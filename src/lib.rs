//! Search protein/nucleotide FASTA records for a query, map hits onto the
//! antibody CDR/FR subsections annotated in each description, and hand off
//! to pairwise alignment or BLAST+ when an exact substring is not enough.

pub mod about;
pub mod alignment;
pub mod blast;
pub mod config;
pub mod error;
pub mod matcher;
pub mod report;
pub mod sequence_record;
pub mod subsections;
pub mod tool_overrides;

pub use cdrseek_protocol as protocol;
pub use error::SearchError;
pub use matcher::{MatchOptions, SearchResults, find_matches, find_matches_with};
pub use sequence_record::SequenceRecord;
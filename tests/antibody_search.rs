use cdrseek::{
    MatchOptions, SearchError, SequenceRecord, find_matches, find_matches_with,
    protocol::InclusionPolicy,
    report::{ReportFormat, write_search_report},
    subsections::{MalformedPolicy, RegionKind, SubsectionLayout, parse_subsections},
};

fn fixture() -> Vec<SequenceRecord> {
    SequenceRecord::from_fasta_file("test_files/antibodies.fasta").unwrap()
}

#[test]
fn cdr3_motif_found_in_two_heavy_chains() {
    let results = find_matches("DYY", &fixture()).unwrap();
    assert_eq!(results.ids(), vec!["AB001", "AB002"]);

    let ab001 = results.get("AB001").unwrap();
    assert_eq!(ab001.occurrences, vec![97]);
    assert_eq!(ab001.matches.keys().copied().collect::<Vec<_>>(), vec![97, 98, 99]);
    assert_eq!(ab001.subsection("CDR3"), Some("ARDYYGSGSYFDY"));
    assert_eq!(ab001.subsections_matches.len(), 1);

    let ab002 = results.get("AB002").unwrap();
    assert_eq!(ab002.occurrences, vec![100]);
    assert_eq!(ab002.subsection("CDR3"), Some("AKGGDYYFDY"));
}

#[test]
fn subsection_only_record_needs_explicit_policy() {
    let records = fixture();
    assert!(!find_matches("DYY", &records).unwrap().contains("AB004"));

    let options = MatchOptions {
        inclusion: InclusionPolicy::SequenceOrSubsection,
        ..Default::default()
    };
    let results = find_matches_with("DYY", &records, &options).unwrap();
    assert_eq!(results.ids(), vec!["AB001", "AB002", "AB004"]);
    let ab004 = results.get("AB004").unwrap();
    assert!(ab004.matches.is_empty());
    assert_eq!(ab004.subsection("CDR3"), Some("ardyyw"));
}

#[test]
fn every_fixture_record_has_canonical_regions() {
    for record in fixture() {
        let subs =
            parse_subsections(&record, &SubsectionLayout::default(), MalformedPolicy::Fail)
                .unwrap();
        let names: Vec<&str> = subs.iter().map(|s| s.name.as_str()).collect();
        assert_eq!(names, cdrseek::subsections::CANONICAL_REGIONS.to_vec());
        assert_eq!(
            subs.iter().filter(|s| s.kind() == RegionKind::Cdr).count(),
            3
        );
    }
}

#[test]
fn malformed_record_reports_id_and_prints_nothing() {
    let mut records = fixture();
    records.push(SequenceRecord::new("BROKEN", "ARDYY", "BROKEN|IGHV1|human"));
    let err = find_matches("DYY", &records).unwrap_err();
    assert!(err.to_string().contains("BROKEN"));
    assert!(matches!(err, SearchError::InputFormat { .. }));
}

#[test]
fn json_report_for_fixture() {
    let results = find_matches("QVQL", &fixture()).unwrap();
    let mut out = Vec::new();
    write_search_report(&results, ReportFormat::Json, &mut out).unwrap();
    let value: serde_json::Value = serde_json::from_slice(&out).unwrap();
    assert_eq!(value["record_count"], 2);
    assert_eq!(value["records"][0]["id"], "AB001");
    assert_eq!(value["records"][1]["id"], "AB004");
    assert_eq!(value["records"][0]["occurrences"], serde_json::json!([0]));
}

#[test]
fn malformed_fasta_file_names_file_and_record() {
    let dir = tempfile::tempdir().unwrap();
    let path = dir.path().join("sequence_first.fasta");
    std::fs::write(&path, "QVQLVQSGAEVKKPGAS\n>AB011 heavy|v|j|human|CDR1=DYY\nDYY\n").unwrap();
    let err = SequenceRecord::from_fasta_file(&path.to_string_lossy()).unwrap_err();
    let message = err.to_string();
    assert!(message.contains("sequence_first.fasta"));
    assert!(message.contains("record #1"));
}

#[test]
fn skipped_malformed_entries_keep_fixture_matches() {
    let mut records = fixture();
    records.push(SequenceRecord::new(
        "AB005",
        "QVQLDYYK",
        "AB005 heavy|IGHV1|IGHJ4|human|CDR1=GYT, FR2 MHWV, CDR3=ARDYY",
    ));
    assert!(find_matches("DYY", &records).is_err());

    let options = MatchOptions {
        malformed: MalformedPolicy::Skip,
        ..Default::default()
    };
    let results = find_matches_with("DYY", &records, &options).unwrap();
    assert_eq!(results.ids(), vec!["AB001", "AB002", "AB005"]);
    let ab005 = results.get("AB005").unwrap();
    assert_eq!(ab005.occurrences, vec![4]);
    assert_eq!(ab005.subsection("CDR3"), Some("ARDYY"));
}
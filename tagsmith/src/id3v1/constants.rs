pub(crate) const ID3V1_TAG_MARKER: [u8; 3] = [b'T', b'A', b'G'];

/// The predefined set of ID3v1 genres, including the Winamp extensions
///
/// An ID3v1 genre byte is an index into this table.
pub const GENRES: [&str; 148] = [
	"Blues",
	"Classic Rock",
	"Country",
	"Dance",
	"Disco",
	"Funk",
	"Grunge",
	"Hip-Hop",
	"Jazz",
	"Metal",
	"New Age",
	"Oldies",
	"Other",
	"Pop",
	"R&B",
	"Rap",
	"Reggae",
	"Rock",
	"Techno",
	"Industrial",
	"Alternative",
	"Ska",
	"Death Metal",
	"Pranks",
	"Soundtrack",
	"Euro-Techno",
	"Ambient",
	"Trip-Hop",
	"Vocal",
	"Jazz+Funk",
	"Fusion",
	"Trance",
	"Classical",
	"Instrumental",
	"Acid",
	"House",
	"Game",
	"Sound Clip",
	"Gospel",
	"Noise",
	"Alternative Rock",
	"Bass",
	"Soul",
	"Punk",
	"Space",
	"Meditative",
	"Instrumental Pop",
	"Instrumental Rock",
	"Ethnic",
	"Gothic",
	"Darkwave",
	"Techno-Industrial",
	"Electronic",
	"Pop-Folk",
	"Eurodance",
	"Dream",
	"Southern Rock",
	"Comedy",
	"Cult",
	"Gangsta",
	"Top 40",
	"Christian Rap",
	"Pop/Funk",
	"Jungle",
	"Native American",
	"Cabaret",
	"New Wave",
	"Psychedelic",
	"Rave",
	"Showtunes",
	"Trailer",
	"Lo-Fi",
	"Tribal",
	"Acid Punk",
	"Acid Jazz",
	"Polka",
	"Retro",
	"Musical",
	"Rock & Roll",
	"Hard Rock",
	"Folk",
	"Folk-Rock",
	"National Folk",
	"Swing",
	"Fast Fusion",
	"Bebop",
	"Latin",
	"Revival",
	"Celtic",
	"Bluegrass",
	"Avantgarde",
	"Gothic Rock",
	"Progressive Rock",
	"Psychedelic Rock",
	"Symphonic Rock",
	"Slow Rock",
	"Big Band",
	"Chorus",
	"Easy Listening",
	"Acoustic",
	"Humour",
	"Speech",
	"Chanson",
	"Opera",
	"Chamber Music",
	"Sonata",
	"Symphony",
	"Booty Bass",
	"Primus",
	"Porn Groove",
	"Satire",
	"Slow Jam",
	"Club",
	"Tango",
	"Samba",
	"Folklore",
	"Ballad",
	"Power Ballad",
	"Rhythmic Soul",
	"Freestyle",
	"Duet",
	"Punk Rock",
	"Drum Solo",
	"A Cappella",
	"Euro-House",
	"Dance Hall",
	"Goa",
	"Drum & Bass",
	"Club-House",
	"Hardcore",
	"Terror",
	"Indie",
	"BritPop",
	"Negerpunk",
	"Polsk Punk",
	"Beat",
	"Christian Gangsta Rap",
	"Heavy Metal",
	"Black Metal",
	"Crossover",
	"Contemporary Christian",
	"Christian Rock",
	"Merengue",
	"Salsa",
	"Thrash Metal",
	"Anime",
	"Jpop",
	"Synthpop",
];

**Task item:** Lines of the material in which the word "MatchOptions" occurs are to be copied out.

**Exercise answer:**
pub use matcher::{MatchOptions, SearchResults, find_matches, find_matches_with};
    MatchOptions, SearchError, SequenceRecord, find_matches, find_matches_with,
    let options = MatchOptions {
    let options = MatchOptions {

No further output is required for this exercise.